Tim PPHAM kemudian merekomendasikan pembangunan memorabilia yang berbasis pada sejarah yang memadai serta bersifat peringatan untuk tidak akan terjadi lagi di masa depan.
Menurut Pendeta Mery, kerinduan terbesar para penyintas 65 adalah mendirikan tugu peringatan agar tragedi ini tidak terulang lagi di masa kini dan masa yang akan datang.
Inpres Presiden Jokowi dinilai sebagai momen untuk mendirikan monumen. Meski JPIT harus hati-hati mengingat rasa takut dan stigma yang masih kuat di masyarakat. Sehingga dalam pendirian monumen JPIT mengikutsertakan keluarga korban, penyintas, dan unsur-unsur pelaku.
Dukungan Gereja (GMIT) membuat proses pendirian Monumen 65 berjalan tanpa hambatan berarti. Masyarakat pun melihat bahwa JPIT bekerja bukan terkait ideologi tertentu, melainkan kemanusiaan.
“Gereja berdiri bersama-sama seperti Allah berdiri bersama dengan kaum tertindas, yang terpinggirkan, yang terdiskriminasi dan distigmatisasi,” Pendeta Mery menegaskan.

Alhasil, proses pendirian dan pembangunan Monumen 65 dapat diselesaikan dalam kurun waktu setahun. Dana terkumpul Rp 90 juta hasil saweran tanpa bantuan pemerintah pusat maupun pemerintah daerah.
“Ini cara kami menjahit kembali dan menenun kembali simpul-simpul bangsa kita. Dengan begitu kiranya generasi muda bisa belajar agar tidak terulang lagi,” ucap Pendeta Mery.
Saat KatongNTT ditemani Oma Lina dan Opa Lolak berkunjung ke Monumen 65 di TPU Oesao, Oma Lina bersemangat menapaki delapan anak tangga. Di bawah Monumen berukuran sekitar 4×4 meter itu terkubur 18 jasad korban, dua di antaranya perempuan, yang ditembak hingga tewas pada 8 Februari 1966 sekitar jam 12 malam Wita.

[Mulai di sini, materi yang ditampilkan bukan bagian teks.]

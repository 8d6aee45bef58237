//! Physical layer: serialisation delay, FEC overhead, stochastic bit errors.
//!
//! One [`Phy`] instance is one network interface's physical layer — hosts
//! and switch ports each own one. The transmit queue is strictly FIFO and
//! single-threaded, so reordering can never happen at this layer.

use std::collections::VecDeque;

use rand::Rng;

use uet_common::config::PhyConfig;
use uet_common::packet::Packet;
use uet_common::signals::SignalRegistry;
use uet_common::time::Tick;

use crate::scheduler::{Actor, Scheduler, TimerKind};

pub struct Phy {
    actor: Actor,
    peer: Actor,
    up: Actor,
    cfg: PhyConfig,
    tx_queue: VecDeque<Packet>,
    tx_timer_armed: bool,
}

impl Phy {
    pub fn new(actor: Actor, peer: Actor, up: Actor, cfg: PhyConfig) -> Self {
        Phy {
            actor,
            peer,
            up,
            cfg,
            tx_queue: VecDeque::new(),
            tx_timer_armed: false,
        }
    }

    /// A packet arrives from the link layer for transmission onto the wire.
    pub fn transmit(&mut self, mut pkt: Packet, now: Tick, sched: &mut Scheduler) {
        if self.cfg.fec_enabled {
            pkt.bit_len = (pkt.bit_len as f64 * (1.0 + self.cfg.fec_overhead)) as u64;
        }
        self.tx_queue.push_back(pkt);
        if !self.tx_timer_armed {
            self.arm_next(now, sched);
        }
    }

    fn arm_next(&mut self, now: Tick, sched: &mut Scheduler) {
        if let Some(head) = self.tx_queue.front() {
            let delay = (head.bit_len as f64 / self.cfg.link_speed_bps * 1_000_000_000.0) as Tick;
            self.tx_timer_armed = true;
            sched.arm_timer(now + delay, self.actor, TimerKind::PhyTransmit);
        } else {
            self.tx_timer_armed = false;
        }
    }

    /// The serialisation timer fires: pop the head of the queue and emit it
    /// onto the wire toward the peer PHY.
    pub fn on_transmit_timer(&mut self, now: Tick, sched: &mut Scheduler) {
        if let Some(pkt) = self.tx_queue.pop_front() {
            sched.schedule_packet(now, self.peer, pkt);
        }
        self.tx_timer_armed = false;
        self.arm_next(now, sched);
    }

    /// A packet arrives from the wire (the peer PHY's transmit). Applies
    /// the stochastic error model and forwards survivors up to the link
    /// layer.
    pub fn receive(&mut self, pkt: Packet, now: Tick, sched: &mut Scheduler, signals: &mut SignalRegistry) {
        if !self.cfg.fec_enabled {
            sched.schedule_packet(now, self.up, pkt);
            return;
        }

        let packet_error_prob = 1.0 - (1.0 - self.cfg.error_rate).powf(pkt.bit_len as f64);
        let draw: f64 = sched.rng().random_range(0.0..1.0);
        if draw >= packet_error_prob {
            sched.schedule_packet(now, self.up, pkt);
            return;
        }

        // Geometric(p) over {1, 2, ...} — number of bits until the first error,
        // sampled via inverse CDF so the draw stays on the scheduler's single
        // seeded generator.
        let p = self.cfg.error_rate.clamp(1e-12, 1.0);
        let u: f64 = sched.rng().random_range(0.0..1.0);
        let error_bits = if p >= 1.0 {
            1
        } else {
            ((1.0 - u).ln() / (1.0 - p).ln()).ceil().max(1.0) as u64
        };
        if error_bits <= self.cfg.fec_correction_bits as u64 {
            signals.incr("phy.fecCorrections", 1);
            sched.schedule_packet(now, self.up, pkt);
        } else {
            tracing::debug!(seq = pkt.seq, error_bits, "uncorrectable PHY error, dropping");
            signals.incr("phy.uncorrectableDrops", 1);
        }
    }
}

#[cfg(test)]
mod tests {
    use super::*;
    use uet_common::packet::Packet;

    fn cfg() -> PhyConfig {
        PhyConfig {
            link_speed_bps: 8_000.0, // 1 byte/ns for easy arithmetic
            fec_overhead: 0.0,
            error_rate: 0.0,
            fec_correction_bits: 0,
            fec_enabled: true,
        }
    }

    #[test]
    fn transmit_queue_is_fifo_and_delays_by_serialisation_time() {
        let mut sched = Scheduler::new(1);
        let mut phy = Phy::new(Actor::HostPhy(0), Actor::SwitchPortPhy(0), Actor::HostLink(0), cfg());

        phy.transmit(Packet::new_data(0, 1, 0, 0, 1, 0), 0, &mut sched);
        // second packet queues behind the first
        phy.transmit(Packet::new_data(0, 1, 0, 1, 1, 0), 0, &mut sched);

        let (actor, payload) = sched.pop().unwrap();
        assert_eq!(actor, Actor::HostPhy(0));
        match payload {
            crate::scheduler::EventPayload::Timer { .. } => {}
            _ => panic!("expected the transmit timer to fire first"),
        }
    }

    #[test]
    fn error_free_config_always_delivers() {
        let mut sched = Scheduler::new(1);
        let mut signals = SignalRegistry::new(false);
        let mut phy = Phy::new(Actor::HostPhy(0), Actor::SwitchPortPhy(0), Actor::HostLink(0), cfg());
        phy.receive(Packet::new_data(0, 1, 0, 0, 64, 0), 0, &mut sched, &mut signals);
        let (actor, _) = sched.pop().expect("packet forwarded up");
        assert_eq!(actor, Actor::HostLink(0));
        assert_eq!(signals.counter("phy.uncorrectableDrops"), 0);
    }

    #[test]
    fn fec_disabled_skips_error_model_entirely() {
        let mut sched = Scheduler::new(1);
        let mut signals = SignalRegistry::new(false);
        let mut c = cfg();
        c.fec_enabled = false;
        c.error_rate = 1.0;
        let mut phy = Phy::new(Actor::HostPhy(0), Actor::SwitchPortPhy(0), Actor::HostLink(0), c);
        phy.receive(Packet::new_data(0, 1, 0, 0, 64, 0), 0, &mut sched, &mut signals);
        assert!(sched.pop().is_some());
    }
}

Sambil berjalan perlahan berkeliling monument, Oma Lina berpesan: “Tugu ini perlu pagar dan dikunci supaya tidak dirusak orang-orang atau dikotori orang.”
Oma Lina sempat mengingatkan seorang pria dewasa berkunjung ke Monumen karena menyebut PKI.
“Tidak boleh lagi bicara PKI. Katong minta supaya jangan lagi, supaya kami jangan ingat kembali. Kalau bicara PKI, pertanggungjawabkan, ceritakan bagaimana…,” ujar Oma Lina menegaskan. [*]
“Artikel ini merupakan kolaborasi liputan bersama Women’s Media Collabs, didukung oleh IMS-International Media Support dan European Union.”